Electronics design and production has been the most complicated part of Fab Academy for me, and I believe, for most students. It’s where I had the least prior knowledge, most difficulty, but also the subject I learned the most, failed the most, and learned again. I failed to complete Fab Academy at least 3 times because of it. When I decided to change to León Fab Lab as a remote student, I was motivated by the support I thought I would be able to get from instructors Ardián Torres and Pablo Nuñez, who I’d gotten to know through Saturdays’ Global Open Time, over the last few years. I wasn’t wrong, and their support and orientation made all the difference in completing my final project, in particular the electronics. Thank you guys!

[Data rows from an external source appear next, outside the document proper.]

//! Reconstruction stages and the engine state machine
//!
//! ```text
//! NotStarted -> FeatureExtraction -> FeatureMatching -> SparseReconstruction
//!            -> DenseReconstruction -> StereoFusion -> Complete
//! ```
//!
//! With dense reconstruction disabled, `SparseReconstruction` is the last
//! stage and the machine ends in `SparseOnly`. Any running stage may move to
//! `Failed`, which is absorbing. `Unavailable` is only reachable from
//! `NotStarted`.

use std::fmt;
use thiserror::Error;

/// One ordered phase of the external reconstruction.
#[derive(Debug, Clone, Copy, PartialEq, Eq, Hash, PartialOrd, Ord)]
pub enum Stage {
    FeatureExtraction,
    FeatureMatching,
    SparseReconstruction,
    DenseReconstruction,
    StereoFusion,
}

impl Stage {
    pub const ALL: [Stage; 5] = [
        Stage::FeatureExtraction,
        Stage::FeatureMatching,
        Stage::SparseReconstruction,
        Stage::DenseReconstruction,
        Stage::StereoFusion,
    ];

    pub fn name(self) -> &'static str {
        match self {
            Stage::FeatureExtraction => "feature extraction",
            Stage::FeatureMatching => "feature matching",
            Stage::SparseReconstruction => "sparse reconstruction",
            Stage::DenseReconstruction => "dense reconstruction",
            Stage::StereoFusion => "stereo fusion",
        }
    }

    /// The stage that follows this one, or `None` if this one is last.
    pub fn next(self, dense: bool) -> Option<Stage> {
        match self {
            Stage::FeatureExtraction => Some(Stage::FeatureMatching),
            Stage::FeatureMatching => Some(Stage::SparseReconstruction),
            Stage::SparseReconstruction if dense => Some(Stage::DenseReconstruction),
            Stage::SparseReconstruction => None,
            Stage::DenseReconstruction => Some(Stage::StereoFusion),
            Stage::StereoFusion => None,
        }
    }
}

impl fmt::Display for Stage {
    fn fmt(&self, f: &mut fmt::Formatter<'_>) -> fmt::Result {
        f.write_str(self.name())
    }
}

/// A stage that did not produce its output.
///
/// Covers a non-zero exit, a timeout, a missing input artifact (the tool was
/// never invoked) and a missing output artifact after a clean exit.
#[derive(Debug, Clone, PartialEq, Eq, Error)]
#[error("{stage} failed: {diagnostics}")]
pub struct StageFailure {
    pub stage: Stage,
    pub diagnostics: String,
}

impl StageFailure {
    pub fn new(stage: Stage, diagnostics: impl Into<String>) -> Self {
        Self {
            stage,
            diagnostics: diagnostics.into(),
        }
    }
}

/// State of a single engine run.
#[derive(Debug, Clone, PartialEq, Eq)]
pub enum EngineState {
    NotStarted,
    Running(Stage),
    Complete,
    SparseOnly,
    Failed(StageFailure),
    Unavailable,
}

impl EngineState {
    pub fn is_terminal(&self) -> bool {
        !matches!(self, EngineState::NotStarted | EngineState::Running(_))
    }

    /// State after `stage` finished cleanly.
    pub fn after_success(stage: Stage, dense: bool) -> Self {
        match stage.next(dense) {
            Some(next) => EngineState::Running(next),
            None if stage == Stage::SparseReconstruction => EngineState::SparseOnly,
            None => EngineState::Complete,
        }
    }
}

#[cfg(test)]
mod tests {
    use super::*;

    #[test]
    fn test_dense_chain_reaches_complete() {
        let mut state = EngineState::Running(Stage::FeatureExtraction);
        let mut visited = Vec::new();
        while let EngineState::Running(stage) = state {
            visited.push(stage);
            state = EngineState::after_success(stage, true);
        }
        assert_eq!(visited, Stage::ALL.to_vec());
        assert_eq!(state, EngineState::Complete);
    }

    #[test]
    fn test_sparse_only_when_dense_disabled() {
        assert_eq!(
            EngineState::after_success(Stage::SparseReconstruction, false),
            EngineState::SparseOnly
        );
        assert_eq!(Stage::SparseReconstruction.next(false), None);
    }

    #[test]
    fn test_terminal_states() {
        assert!(!EngineState::NotStarted.is_terminal());
        assert!(!EngineState::Running(Stage::StereoFusion).is_terminal());
        assert!(EngineState::Unavailable.is_terminal());
        assert!(
            EngineState::Failed(StageFailure::new(Stage::FeatureMatching, "x")).is_terminal()
        );
    }
}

I went through numerous iterations of the electronics board for my final project.

2022¶

In 2022, I had made a complicated sandwich of interconnected boards. The bottom was a Barduino adaptation with a commercial I2S audio board from adafruit, and the top one was a power management board with LED PWM fade controller, and a connection to a audio amplifier board.

Here you can see the bottom board, with long pins to connect with the top one.

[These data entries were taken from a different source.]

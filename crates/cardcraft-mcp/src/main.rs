//! Cardcraft MCP server binary (stdio transport).

use std::sync::Arc;

use tracing_subscriber::EnvFilter;

use cardcraft_api::ApiClient;
use cardcraft_core::Settings;
use cardcraft_mcp::CardcraftServer;
use cardcraft_mcp::tools::{CardTools, CourseTools, DiagnosticTools, MediaTools};
use cardcraft_media::{AzureImageGenerator, ElevenLabsSpeech, LazyBlobStore, MediaPipeline};

#[tokio::main]
async fn main() -> anyhow::Result<()> {
    dotenvy::dotenv().ok();

    // stdout carries the MCP protocol; logs go to stderr
    tracing_subscriber::fmt()
        .with_env_filter(EnvFilter::try_from_default_env().unwrap_or_else(|_| EnvFilter::new("info")))
        .with_writer(std::io::stderr)
        .init();

    let settings = Settings::from_env();

    let client = Arc::new(ApiClient::new(settings.api.clone()));
    let pipeline = MediaPipeline::new(
        Arc::new(ElevenLabsSpeech::new(settings.speech)),
        Arc::new(AzureImageGenerator::new(settings.imagegen)),
        Arc::new(LazyBlobStore::new(settings.storage)),
    );

    let server = CardcraftServer::new()
        .with_registry(CourseTools::new(
            Arc::clone(&client),
            settings.api.company_id,
        ))
        .with_registry(CardTools::new(client))
        .with_registry(MediaTools::new(pipeline))
        .with_registry(DiagnosticTools::new());

    tracing::info!("starting Cardcraft MCP server on stdio");
    server.serve_stdio().await
}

Here you can see the whole pyramid of interconnected boards.

It probably sounds complicated, and it really was for me. It was meant to connect to an I2C screen, and a rotary encoder as well. My instructor Filipe Silvestre had helped me design the board, but I had too little experience to understand the total functionality, let alone debug properly. It failed for a few reasons I understand better now, and I failed with it.

2024¶

This year, Adrián wisely advised me to make it modular and simpler, one part at a time and make sure each part worked individually before joining everything together in a final board.

Over the next few months we spent many nights attempting to solve two problems:

Use a potentiometer to PWM fade a 12V LED strip.
Get audio playing from the ESP32 based board.

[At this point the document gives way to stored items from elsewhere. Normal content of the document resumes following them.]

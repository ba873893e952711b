//! Cardcraft Core — shared error type, settings, and utilities.
//!
//! This crate provides the foundational types used across all Cardcraft
//! crates. It has no internal Cardcraft dependencies (dependency level 0).
//!
//! # Modules
//!
//! - [`error`]: Error types and Result alias
//! - [`settings`]: Environment-sourced server settings
//! - [`util`]: ID, timestamp, and filename utilities

pub mod error;
pub mod settings;
pub mod util;

// Re-export key types at crate root for convenience
pub use error::{Error, Result};
pub use settings::Settings;

// Convenience re-exports from util
pub use util::ids::{new_id, short_suffix};
pub use util::names::file_basename;
pub use util::time::ist_timestamp;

The first task was eventually solved with an external Mosfet board, based on this tutorial, which Adrián referenced. This went through a few iterations, mainly because I didn’t pay proper attention to R2, which was supposed to be a high resistance value of 100KΩ to 1MΩ. I had read wrong and placed a 220Ω resistor instead. I even had to make the board through-hole for that component as I didn’t have an SMD resistor of that value. In this case, as many others, it’s worth it to read the instructions carefully. It failed until I placed the right resistor in R2.

The second task was to output good audio from the esp32. I knew this could be done, as I had it working in previous years, both in a commercial dev board, as well as in my barduino board. The only question was how. Would I try to make another KA-Radio32 compatible board or a simple Bluetooth receiver? Would I amplify the internal DAC signal with an external amplifier, or use another I2S board? Although Adrián begged me to make it simple, I was reluctant to give up on the idea of making a internet radio streamer.

KA-Radio was always something that I liked, but it troubled me because I had no control over the software. Even though it is open source, it’s not a simple arduino program I could try to understand, and as such it was as good as closed source to me.

Luckily, it’d been a couple of years since I last looked into it, and there are now other projects I could look into. It seems internet Radio is popular enough that someone developed an Arduino Library that works for my purposes. I will go more into it in the programming section. For know, I’ll mention that I found this tutorial, which made my life easier. In it, DroneBot Workshop Bill mentions three important things that I used in my project:

Wolle Schreibfaul’s ESP32-audioI2S Library for Arduino IDE
The MAX98357A I2S Amplifier Module
and even the code to implement a simple internet radio with potentiometer volume control.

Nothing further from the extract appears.